§ AIM OF THE EXERCISE:
Every line holding the string "KeyValueStore" is to be copied from the entries below.

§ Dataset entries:

=-=-=-=-=

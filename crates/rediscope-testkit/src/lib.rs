// Copyright 2026 Phillip Cloud
// Licensed under the Apache License, Version 2.0

use anyhow::{Result, anyhow};
use rediscope_app::KeyPage;
use rediscope_store::{KeyValueStore, StoreError, StoreResult};
use std::collections::{BTreeMap, BTreeSet};
use std::sync::{Arc, Mutex, MutexGuard};

/// Stored value of a [`MemoryStore`] key. `Other` stands in for types the
/// client does not render, such as streams.
#[derive(Debug, Clone, PartialEq)]
pub enum MemoryValue {
    Text(String),
    Hash(Vec<(String, String)>),
    List(Vec<String>),
    Set(Vec<String>),
    SortedSet(Vec<(String, f64)>),
    Other(String),
}

impl MemoryValue {
    fn type_name(&self) -> &str {
        match self {
            Self::Text(_) => "string",
            Self::Hash(_) => "hash",
            Self::List(_) => "list",
            Self::Set(_) => "set",
            Self::SortedSet(_) => "zset",
            Self::Other(name) => name,
        }
    }
}

#[derive(Debug, Clone)]
struct Entry {
    value: MemoryValue,
    ttl: i64,
}

#[derive(Debug, Default)]
struct Server {
    databases: BTreeMap<u16, BTreeMap<String, Entry>>,
    unreachable: BTreeSet<u16>,
    failures: BTreeMap<&'static str, String>,
    calls: Vec<String>,
}

/// In-process stand-in for a redis server. Clones and handles produced by
/// [`KeyValueStore::with_database`] share the same keyspace.
#[derive(Debug, Clone)]
pub struct MemoryStore {
    server: Arc<Mutex<Server>>,
    database: u16,
}

impl Default for MemoryStore {
    fn default() -> Self {
        Self::new()
    }
}

impl MemoryStore {
    pub fn new() -> Self {
        Self {
            server: Arc::new(Mutex::new(Server::default())),
            database: 0,
        }
    }

    pub fn in_database(&self, database: u16) -> Self {
        Self {
            server: Arc::clone(&self.server),
            database,
        }
    }

    pub fn insert(&self, key: &str, value: MemoryValue) -> Result<()> {
        self.insert_with_ttl(key, value, -1)
    }

    pub fn insert_with_ttl(&self, key: &str, value: MemoryValue, ttl: i64) -> Result<()> {
        let mut server = self.lock_for_setup()?;
        server
            .databases
            .entry(self.database)
            .or_default()
            .insert(key.to_owned(), Entry { value, ttl });
        Ok(())
    }

    pub fn insert_text(&self, key: &str, value: &str) -> Result<()> {
        self.insert(key, MemoryValue::Text(value.to_owned()))
    }

    /// Inserts `prefix0..prefixN` string keys.
    pub fn seed_keys(&self, prefix: &str, count: usize) -> Result<()> {
        for index in 0..count {
            self.insert_text(&format!("{prefix}{index}"), &format!("value-{index}"))?;
        }
        Ok(())
    }

    pub fn value(&self, key: &str) -> Result<Option<MemoryValue>> {
        let server = self.lock_for_setup()?;
        Ok(server
            .databases
            .get(&self.database)
            .and_then(|keys| keys.get(key))
            .map(|entry| entry.value.clone()))
    }

    pub fn keys(&self) -> Result<Vec<String>> {
        let server = self.lock_for_setup()?;
        Ok(server
            .databases
            .get(&self.database)
            .map(|keys| keys.keys().cloned().collect())
            .unwrap_or_default())
    }

    /// Makes pings against `database` fail as if the server refused them.
    pub fn mark_unreachable(&self, database: u16) -> Result<()> {
        self.lock_for_setup()?.unreachable.insert(database);
        Ok(())
    }

    /// Makes every call of `operation` fail with `message` until cleared.
    /// Operation names are the trait method names, e.g. `delete_keys`.
    pub fn fail_operation(&self, operation: &'static str, message: &str) -> Result<()> {
        self.lock_for_setup()?
            .failures
            .insert(operation, message.to_owned());
        Ok(())
    }

    pub fn clear_failures(&self) -> Result<()> {
        self.lock_for_setup()?.failures.clear();
        Ok(())
    }

    /// Operations performed so far, formatted as `db<N>:<operation>`.
    pub fn calls(&self) -> Result<Vec<String>> {
        Ok(self.lock_for_setup()?.calls.clone())
    }

    fn lock_for_setup(&self) -> Result<MutexGuard<'_, Server>> {
        self.server
            .lock()
            .map_err(|_| anyhow!("memory store lock poisoned"))
    }

    fn begin(&self, operation: &'static str) -> StoreResult<MutexGuard<'_, Server>> {
        let mut server = self.server.lock().map_err(|_| StoreError::Poisoned)?;
        server.calls.push(format!("db{}:{operation}", self.database));
        if let Some(message) = server.failures.get(operation) {
            return Err(StoreError::Command(message.clone()));
        }
        Ok(server)
    }

    fn with_entry<T>(
        &self,
        operation: &'static str,
        key: &str,
        read: impl FnOnce(Option<&Entry>) -> StoreResult<T>,
    ) -> StoreResult<T> {
        let server = self.begin(operation)?;
        let entry = server
            .databases
            .get(&self.database)
            .and_then(|keys| keys.get(key));
        read(entry)
    }
}

fn wrong_type() -> StoreError {
    StoreError::Command(
        "WRONGTYPE Operation against a key holding the wrong kind of value".to_owned(),
    )
}

impl KeyValueStore for MemoryStore {
    fn endpoint(&self) -> String {
        format!("memory/{}", self.database)
    }

    fn database(&self) -> u16 {
        self.database
    }

    fn ping(&self) -> StoreResult<()> {
        let server = self.begin("ping")?;
        if server.unreachable.contains(&self.database) {
            return Err(StoreError::Connection(format!(
                "database {} refused the connection",
                self.database
            )));
        }
        Ok(())
    }

    fn scan_keys(&self, pattern: &str, cursor: u64, count: usize) -> StoreResult<KeyPage> {
        let server = self.begin("scan_keys")?;
        let matching = server
            .databases
            .get(&self.database)
            .map(|keys| {
                keys.keys()
                    .filter(|key| glob_match(pattern, key))
                    .cloned()
                    .collect::<Vec<_>>()
            })
            .unwrap_or_default();

        let start = usize::try_from(cursor).unwrap_or(usize::MAX).min(matching.len());
        let end = start.saturating_add(count.max(1)).min(matching.len());
        let next = if end >= matching.len() { 0 } else { end as u64 };
        Ok(KeyPage::new(matching[start..end].to_vec(), next))
    }

    fn key_type(&self, key: &str) -> StoreResult<String> {
        self.with_entry("key_type", key, |entry| {
            Ok(entry.map_or("none", |entry| entry.value.type_name()).to_owned())
        })
    }

    fn get_string(&self, key: &str) -> StoreResult<String> {
        self.with_entry("get_string", key, |entry| match entry.map(|e| &e.value) {
            Some(MemoryValue::Text(text)) => Ok(text.clone()),
            Some(_) => Err(wrong_type()),
            None => Err(StoreError::MissingKey(key.to_owned())),
        })
    }

    fn get_hash(&self, key: &str) -> StoreResult<Vec<(String, String)>> {
        self.with_entry("get_hash", key, |entry| match entry.map(|e| &e.value) {
            Some(MemoryValue::Hash(fields)) => Ok(fields.clone()),
            Some(_) => Err(wrong_type()),
            None => Ok(Vec::new()),
        })
    }

    fn get_list(&self, key: &str) -> StoreResult<Vec<String>> {
        self.with_entry("get_list", key, |entry| match entry.map(|e| &e.value) {
            Some(MemoryValue::List(items)) => Ok(items.clone()),
            Some(_) => Err(wrong_type()),
            None => Ok(Vec::new()),
        })
    }

    fn get_set(&self, key: &str) -> StoreResult<Vec<String>> {
        self.with_entry("get_set", key, |entry| match entry.map(|e| &e.value) {
            Some(MemoryValue::Set(items)) => Ok(items.clone()),
            Some(_) => Err(wrong_type()),
            None => Ok(Vec::new()),
        })
    }

    fn get_sorted_set(&self, key: &str) -> StoreResult<Vec<(String, f64)>> {
        self.with_entry("get_sorted_set", key, |entry| match entry.map(|e| &e.value) {
            Some(MemoryValue::SortedSet(members)) => Ok(members.clone()),
            Some(_) => Err(wrong_type()),
            None => Ok(Vec::new()),
        })
    }

    fn ttl(&self, key: &str) -> StoreResult<i64> {
        self.with_entry("ttl", key, |entry| Ok(entry.map_or(-2, |entry| entry.ttl)))
    }

    fn set_value(&self, key: &str, value: &str) -> StoreResult<()> {
        let mut server = self.begin("set_value")?;
        server.databases.entry(self.database).or_default().insert(
            key.to_owned(),
            Entry {
                value: MemoryValue::Text(value.to_owned()),
                ttl: -1,
            },
        );
        Ok(())
    }

    fn delete_keys(&self, keys: &[String]) -> StoreResult<u64> {
        let mut server = self.begin("delete_keys")?;
        let Some(stored) = server.databases.get_mut(&self.database) else {
            return Ok(0);
        };
        let removed = keys
            .iter()
            .filter(|key| stored.remove(key.as_str()).is_some())
            .count();
        Ok(removed as u64)
    }

    fn with_database(&self, index: u16) -> StoreResult<Box<dyn KeyValueStore>> {
        drop(self.begin("with_database")?);
        Ok(Box::new(self.in_database(index)))
    }
}

/// Redis `MATCH` semantics: `*`, `?`, `[...]` classes with ranges and `^`
/// negation, and backslash escapes.
pub fn glob_match(pattern: &str, text: &str) -> bool {
    let pattern = pattern.chars().collect::<Vec<_>>();
    let text = text.chars().collect::<Vec<_>>();
    match_from(&pattern, &text)
}

fn match_from(pattern: &[char], text: &[char]) -> bool {
    let Some((&first, rest)) = pattern.split_first() else {
        return text.is_empty();
    };
    match first {
        '*' => (0..=text.len()).any(|skip| match_from(rest, &text[skip..])),
        '?' => !text.is_empty() && match_from(rest, &text[1..]),
        '[' => {
            let Some((&candidate, remaining)) = text.split_first() else {
                return false;
            };
            match match_class(rest, candidate) {
                Some((true, after)) => match_from(after, remaining),
                Some((false, _)) => false,
                None => candidate == '[' && match_from(rest, remaining),
            }
        }
        '\\' if !rest.is_empty() => {
            text.first() == Some(&rest[0]) && match_from(&rest[1..], &text[1..])
        }
        literal => text.first() == Some(&literal) && match_from(rest, &text[1..]),
    }
}

/// Returns whether `candidate` is in the class and the pattern after `]`.
/// `None` means the class is unterminated.
fn match_class(class: &[char], candidate: char) -> Option<(bool, &[char])> {
    let (negated, mut index) = match class.first() {
        Some('^') => (true, 1),
        _ => (false, 0),
    };
    let mut matched = false;
    while index < class.len() {
        match class[index] {
            ']' => return Some((matched != negated, &class[index + 1..])),
            '\\' if index + 1 < class.len() => {
                matched |= class[index + 1] == candidate;
                index += 2;
            }
            low if index + 2 < class.len()
                && class[index + 1] == '-'
                && class[index + 2] != ']' =>
            {
                let high = class[index + 2];
                let (low, high) = if low <= high { (low, high) } else { (high, low) };
                matched |= (low..=high).contains(&candidate);
                index += 3;
            }
            single => {
                matched |= single == candidate;
                index += 1;
            }
        }
    }
    None
}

=-=-=-=-=

§ TASK OUTPUT:
use rediscope_store::{KeyValueStore, StoreError, StoreResult};
/// [`KeyValueStore::with_database`] share the same keyspace.
impl KeyValueStore for MemoryStore {
    fn with_database(&self, index: u16) -> StoreResult<Box<dyn KeyValueStore>> {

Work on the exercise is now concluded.